• **TO DO**
How many lines in the data below include the word "ChangeAction"? State the number alone.
++++ SUPPLIED ENTRIES
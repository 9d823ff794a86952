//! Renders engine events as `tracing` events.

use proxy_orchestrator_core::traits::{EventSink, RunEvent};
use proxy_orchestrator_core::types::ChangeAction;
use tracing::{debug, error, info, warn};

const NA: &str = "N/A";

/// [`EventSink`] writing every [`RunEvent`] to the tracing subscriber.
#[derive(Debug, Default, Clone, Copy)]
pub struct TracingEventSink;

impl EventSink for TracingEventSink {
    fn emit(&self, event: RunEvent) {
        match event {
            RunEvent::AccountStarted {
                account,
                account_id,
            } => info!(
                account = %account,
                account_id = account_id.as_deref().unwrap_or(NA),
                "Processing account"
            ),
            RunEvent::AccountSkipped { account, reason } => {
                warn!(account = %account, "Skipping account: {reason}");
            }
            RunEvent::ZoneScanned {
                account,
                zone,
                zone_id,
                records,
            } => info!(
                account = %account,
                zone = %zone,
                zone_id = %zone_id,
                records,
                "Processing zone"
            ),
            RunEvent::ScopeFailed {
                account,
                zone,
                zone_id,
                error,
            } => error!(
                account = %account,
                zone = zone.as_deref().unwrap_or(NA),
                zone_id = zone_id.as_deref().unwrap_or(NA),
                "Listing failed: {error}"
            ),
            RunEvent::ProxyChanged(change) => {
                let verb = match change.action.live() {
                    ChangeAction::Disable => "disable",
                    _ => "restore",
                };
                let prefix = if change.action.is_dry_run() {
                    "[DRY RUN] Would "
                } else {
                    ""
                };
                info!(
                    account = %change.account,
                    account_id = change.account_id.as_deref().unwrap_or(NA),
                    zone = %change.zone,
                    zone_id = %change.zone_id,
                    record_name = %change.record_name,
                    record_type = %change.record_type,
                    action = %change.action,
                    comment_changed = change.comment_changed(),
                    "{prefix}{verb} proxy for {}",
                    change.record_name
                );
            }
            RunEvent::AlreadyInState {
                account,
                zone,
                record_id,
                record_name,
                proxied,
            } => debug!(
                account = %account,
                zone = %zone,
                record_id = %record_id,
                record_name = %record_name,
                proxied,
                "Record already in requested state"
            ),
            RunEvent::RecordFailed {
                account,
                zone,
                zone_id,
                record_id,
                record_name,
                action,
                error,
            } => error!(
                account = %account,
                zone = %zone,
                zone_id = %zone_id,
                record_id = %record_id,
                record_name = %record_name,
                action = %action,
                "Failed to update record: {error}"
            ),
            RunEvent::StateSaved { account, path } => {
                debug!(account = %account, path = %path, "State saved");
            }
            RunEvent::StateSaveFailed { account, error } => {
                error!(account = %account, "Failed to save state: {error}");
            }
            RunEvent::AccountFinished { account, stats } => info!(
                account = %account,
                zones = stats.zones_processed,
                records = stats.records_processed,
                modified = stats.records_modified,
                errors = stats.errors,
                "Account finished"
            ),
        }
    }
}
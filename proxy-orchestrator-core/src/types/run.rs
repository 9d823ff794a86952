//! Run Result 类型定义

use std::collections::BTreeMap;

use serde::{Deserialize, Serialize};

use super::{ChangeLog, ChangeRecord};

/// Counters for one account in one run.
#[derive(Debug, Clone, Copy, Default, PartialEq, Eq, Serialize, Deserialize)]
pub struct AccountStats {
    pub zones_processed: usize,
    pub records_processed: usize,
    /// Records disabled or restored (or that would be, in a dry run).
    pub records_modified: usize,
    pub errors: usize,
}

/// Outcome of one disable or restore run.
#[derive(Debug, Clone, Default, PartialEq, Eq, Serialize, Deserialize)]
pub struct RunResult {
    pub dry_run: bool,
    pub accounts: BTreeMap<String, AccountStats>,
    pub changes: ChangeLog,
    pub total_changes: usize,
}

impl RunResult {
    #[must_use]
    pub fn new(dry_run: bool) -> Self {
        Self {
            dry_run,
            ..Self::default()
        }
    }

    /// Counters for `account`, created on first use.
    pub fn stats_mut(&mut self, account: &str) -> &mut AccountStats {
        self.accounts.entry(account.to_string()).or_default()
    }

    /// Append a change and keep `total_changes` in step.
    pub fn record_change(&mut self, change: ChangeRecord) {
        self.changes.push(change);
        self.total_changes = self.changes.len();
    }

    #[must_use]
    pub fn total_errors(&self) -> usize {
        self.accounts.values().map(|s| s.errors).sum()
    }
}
++++++++
• **ANSWER BOX**
2